# Child Benefit from 2 Countries.



## dodo (28 Aug 2008)

If one parent is working in one EU Country  and another parent working in another EU Country , can they both claim child benefit for same child .Is there anyway that child benefit can be claimed legally from two different Countries.


----------



## cleverclogs7 (28 Aug 2008)

wow.dont think thats possible.as far as i know the child should be with/in the same country as the person whos claiming the benifit.


----------



## Bubbly Scot (28 Aug 2008)

dodo said:


> If one parent is working in one EU Country and another parent working in another EU Country , can they both claim child benefit for same child .Is there anyway that child benefit can be claimed legally from two different Countries.


 
Legally, you can only claim from one country for one child. How this is enforced I don't know but when I started claiming in Ireland they notified my country of origin even though I stopped claiming there the day I left.


----------



## asdfg (28 Aug 2008)

AFAIA, the payment is made where the child resides. If both parents are working in 2 different EU countries the difference in CB is paid by the better paying country to the welfare section of where the child is resident. One payment is made effectivelly that of the better paying country.


----------



## Black Sheep (29 Aug 2008)

Child Benefit is paid by the country in which the parent pays PRSI though it is not necessary for the child to reside in the same country. In Ireland child benefit is paid to mothers but can be paid to fathers only with the consent of the mother. 
In Ireland as soon as father applies for child benefit for a child living in another country mother is contacted by SW and requested to stop claiming benefit in her own country. There is then a long waiting period (up to 2 years) in which no child benefit is being paid by either country. Finally when all is sorted out arrears are paid


----------



## FredBloggs (29 Aug 2008)

Was it only ancedotal or is it true that a large number of non Eu immigrants who have come here in recent years are getting paid child benefit for their children back home?  this is often told to me as an example of the government wasting tax payers money as there is no proof that the children exist.  I'm just wondering is it true?


----------



## gipimann (29 Aug 2008)

The payment of Child Benefit to children not residing here only applies to EEA nationals who have one parent working in Ireland.   As Black Sheep said, there are lengthy checks made to see if Child Benefit is paid in the residing country before payment is made from Ireland.

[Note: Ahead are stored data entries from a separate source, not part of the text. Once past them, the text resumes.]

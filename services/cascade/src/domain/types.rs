use std::cmp::Ordering;
use std::collections::BTreeMap;

use chrono::{DateTime, Utc};

use fitfusion_domain::id::RoutineId;
use fitfusion_domain::owner::OwnerRole;
use fitfusion_domain::sharing::SharingState;

/// Collections of the document store touched by the cascade engine.
#[derive(Debug, Clone, Copy, PartialEq, Eq, Hash, PartialOrd, Ord)]
pub enum Collection {
    /// Owner records, `users/{ownerId}`.
    Users,
    /// Client profile records, `clients/{ownerId}`.
    Clients,
    /// Dependent records, `routines/{id}`.
    Routines,
}

impl Collection {
    pub fn as_str(self) -> &'static str {
        match self {
            Self::Users => "users",
            Self::Clients => "clients",
            Self::Routines => "routines",
        }
    }
}

/// Field names as stored in documents.
pub mod fields {
    pub const ROLE: &str = "role";
    pub const TRAINER_ID: &str = "trainerId";
    pub const CLIENT_ID: &str = "clientId";
    pub const IS_PUBLIC: &str = "isPublic";
    pub const PUBLIC_TOKEN: &str = "publicToken";
    pub const PUBLIC_EXPIRES_AT: &str = "publicExpiresAt";
    pub const CREATED_AT: &str = "createdAt";
    pub const UPDATED_AT: &str = "updatedAt";
}

/// A single document field value.
#[derive(Debug, Clone, PartialEq)]
pub enum FieldValue {
    Null,
    Bool(bool),
    Int(i64),
    Float(f64),
    String(String),
    Timestamp(DateTime<Utc>),
    Array(Vec<FieldValue>),
    Map(BTreeMap<String, FieldValue>),
}

impl FieldValue {
    pub fn as_str(&self) -> Option<&str> {
        match self {
            Self::String(s) => Some(s),
            _ => None,
        }
    }

    pub fn as_bool(&self) -> Option<bool> {
        match self {
            Self::Bool(b) => Some(*b),
            _ => None,
        }
    }

    /// Native timestamps, or RFC 3339 strings as written by stores that
    /// persist timestamps as text.
    pub fn as_timestamp(&self) -> Option<DateTime<Utc>> {
        match self {
            Self::Timestamp(t) => Some(*t),
            Self::String(s) => DateTime::parse_from_rfc3339(s)
                .ok()
                .map(|t| t.with_timezone(&Utc)),
            _ => None,
        }
    }

    /// Ordering used by query filters. `None` when the two values are not
    /// comparable (different kinds, arrays, maps).
    pub fn compare(&self, other: &FieldValue) -> Option<Ordering> {
        match (self, other) {
            (Self::Null, Self::Null) => Some(Ordering::Equal),
            (Self::Bool(a), Self::Bool(b)) => Some(a.cmp(b)),
            (Self::Int(a), Self::Int(b)) => Some(a.cmp(b)),
            (Self::Float(a), Self::Float(b)) => a.partial_cmp(b),
            (Self::Int(a), Self::Float(b)) => (*a as f64).partial_cmp(b),
            (Self::Float(a), Self::Int(b)) => a.partial_cmp(&(*b as f64)),
            (Self::String(a), Self::String(b)) => Some(a.cmp(b)),
            (Self::Timestamp(_), Self::String(_)) | (Self::String(_), Self::Timestamp(_)) => {
                Some(self.as_timestamp()?.cmp(&other.as_timestamp()?))
            }
            (Self::Timestamp(a), Self::Timestamp(b)) => Some(a.cmp(b)),
            _ => None,
        }
    }
}

impl From<bool> for FieldValue {
    fn from(v: bool) -> Self {
        Self::Bool(v)
    }
}

impl From<i64> for FieldValue {
    fn from(v: i64) -> Self {
        Self::Int(v)
    }
}

impl From<&str> for FieldValue {
    fn from(v: &str) -> Self {
        Self::String(v.to_owned())
    }
}

impl From<String> for FieldValue {
    fn from(v: String) -> Self {
        Self::String(v)
    }
}

impl From<DateTime<Utc>> for FieldValue {
    fn from(v: DateTime<Utc>) -> Self {
        Self::Timestamp(v)
    }
}

/// Document body keyed by field name.
pub type Fields = BTreeMap<String, FieldValue>;

/// Build a [`Fields`] map from `(name, value)` pairs.
pub fn fields_of<I, K, V>(pairs: I) -> Fields
where
    I: IntoIterator<Item = (K, V)>,
    K: Into<String>,
    V: Into<FieldValue>,
{
    pairs
        .into_iter()
        .map(|(k, v)| (k.into(), v.into()))
        .collect()
}

/// A document read from the store.
#[derive(Debug, Clone, PartialEq)]
pub struct Document {
    pub id: String,
    pub fields: Fields,
}

impl Document {
    pub fn get(&self, field: &str) -> Option<&FieldValue> {
        self.fields.get(field)
    }

    pub fn get_str(&self, field: &str) -> Option<&str> {
        self.get(field).and_then(FieldValue::as_str)
    }

    pub fn get_bool(&self, field: &str) -> Option<bool> {
        self.get(field).and_then(FieldValue::as_bool)
    }

    pub fn get_timestamp(&self, field: &str) -> Option<DateTime<Utc>> {
        self.get(field).and_then(FieldValue::as_timestamp)
    }
}

#[derive(Debug, Clone, Copy, PartialEq, Eq)]
pub enum FilterOp {
    Eq,
    Lt,
    Gt,
}

/// One `field <op> value` predicate of a collection scan.
#[derive(Debug, Clone, PartialEq)]
pub struct Filter {
    pub field: &'static str,
    pub op: FilterOp,
    pub value: FieldValue,
}

impl Filter {
    pub fn eq(field: &'static str, value: impl Into<FieldValue>) -> Self {
        Self {
            field,
            op: FilterOp::Eq,
            value: value.into(),
        }
    }

    pub fn lt(field: &'static str, value: impl Into<FieldValue>) -> Self {
        Self {
            field,
            op: FilterOp::Lt,
            value: value.into(),
        }
    }

    pub fn gt(field: &'static str, value: impl Into<FieldValue>) -> Self {
        Self {
            field,
            op: FilterOp::Gt,
            value: value.into(),
        }
    }

    /// Documents without the field never match.
    pub fn matches(&self, fields: &Fields) -> bool {
        let Some(actual) = fields.get(self.field) else {
            return false;
        };
        let expected = match self.op {
            FilterOp::Eq => Ordering::Equal,
            FilterOp::Lt => Ordering::Less,
            FilterOp::Gt => Ordering::Greater,
        };
        actual.compare(&self.value) == Some(expected)
    }
}

/// Projection of a `users/{id}` document.
#[derive(Debug, Clone, PartialEq, Eq)]
pub struct OwnerRecord {
    /// `None` when the field is missing or holds an unknown role.
    pub role: Option<OwnerRole>,
}

impl OwnerRecord {
    pub fn from_fields(fields: &Fields) -> Self {
        Self {
            role: fields
                .get(fields::ROLE)
                .and_then(FieldValue::as_str)
                .and_then(|r| r.parse().ok()),
        }
    }
}

/// Projection of a `clients/{id}` document.
#[derive(Debug, Clone, PartialEq, Eq)]
pub struct ProfileRecord {
    pub trainer_id: Option<String>,
}

impl ProfileRecord {
    pub fn from_document(doc: &Document) -> Self {
        Self {
            trainer_id: doc.get_str(fields::TRAINER_ID).map(str::to_owned),
        }
    }
}

/// Projection of a `routines/{id}` document.
#[derive(Debug, Clone, PartialEq)]
pub struct RoutineRecord {
    pub id: RoutineId,
    pub is_public: bool,
    pub sharing: SharingState,
    pub created_at: Option<DateTime<Utc>>,
}

impl RoutineRecord {
    pub fn from_document(doc: &Document) -> Self {
        let is_public = doc.get_bool(fields::IS_PUBLIC).unwrap_or(false);
        Self {
            id: RoutineId(doc.id.clone()),
            is_public,
            sharing: SharingState::from_fields(
                is_public,
                doc.get_str(fields::PUBLIC_TOKEN).map(str::to_owned),
                doc.get_timestamp(fields::PUBLIC_EXPIRES_AT),
            ),
            created_at: doc.get_timestamp(fields::CREATED_AT),
        }
    }
}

Non-EEA nationals claiming Child Benefit must satisfy the Habitual Residence Condition (essentially show that they intend staying here, setting up home, etc), must present a Green Card or other evidence of being legally in the state, and the child(ren) must also reside here.


----------



## ClubMan (29 Aug 2008)

Might be of interest:

* CitizensInformation - Social welfare system in Ireland 
*


> *Universal payments*
> 
> Universal payments are paid regardless of a person's income or social insurance record. They are only dependent on the claimant satisfying specific personal circumstances. An example would be Child Benefit (the Children's Allowance is its more common term). A person must simply have a child dependant living with them as defined in the social welfare legislation. (Migrant workers from EEA Member States may get Child Benefit if their dependent child is resident in another EEA Member State.)


Also:

*www.welfare.ie - Do EU rules affect Child Benefit?*


> If you work in a country covered by EC Regulations, this country usually pays Child Benefit even if your family is living in another EU or EEA country. Contact *Child Benefit EU Section* on (074) 910 6528 for more information on how EU rules affect Child Benefit.


----------



## Black Sheep (29 Aug 2008)

Fred Bloggs:- There has been a lot of discussion as to whether Ireland is paying Child benefit to non existent children in other countries but I have not seen any evidence of it. 
I have processed many claims on behalf of non-nationals and a lot of supporting documentation is required, plus documentation from the home country. It really is a lenghty process which I believe is done very thoroughly


----------



## Welfarite (1 Sep 2008)

FredBloggs said:


> Was it only ancedotal or is it true that a large number of non Eu immigrants who have come here in recent years are getting paid child benefit for their children back home? this is often told to me as an example of the government wasting tax payers money as there is no proof that the children exist. I'm just wondering is it true?


 

The government, I'm sure, would love not to have to pay out CB for children living in another state, but EU law has them snookered on that one! Not too long ago, CB in GB was higher than here and many people working in NI availed on the same EU law to claim the higher rate. Nobody Irish complained about GB paying Irish parents to rare their kids at this side of the border!


----------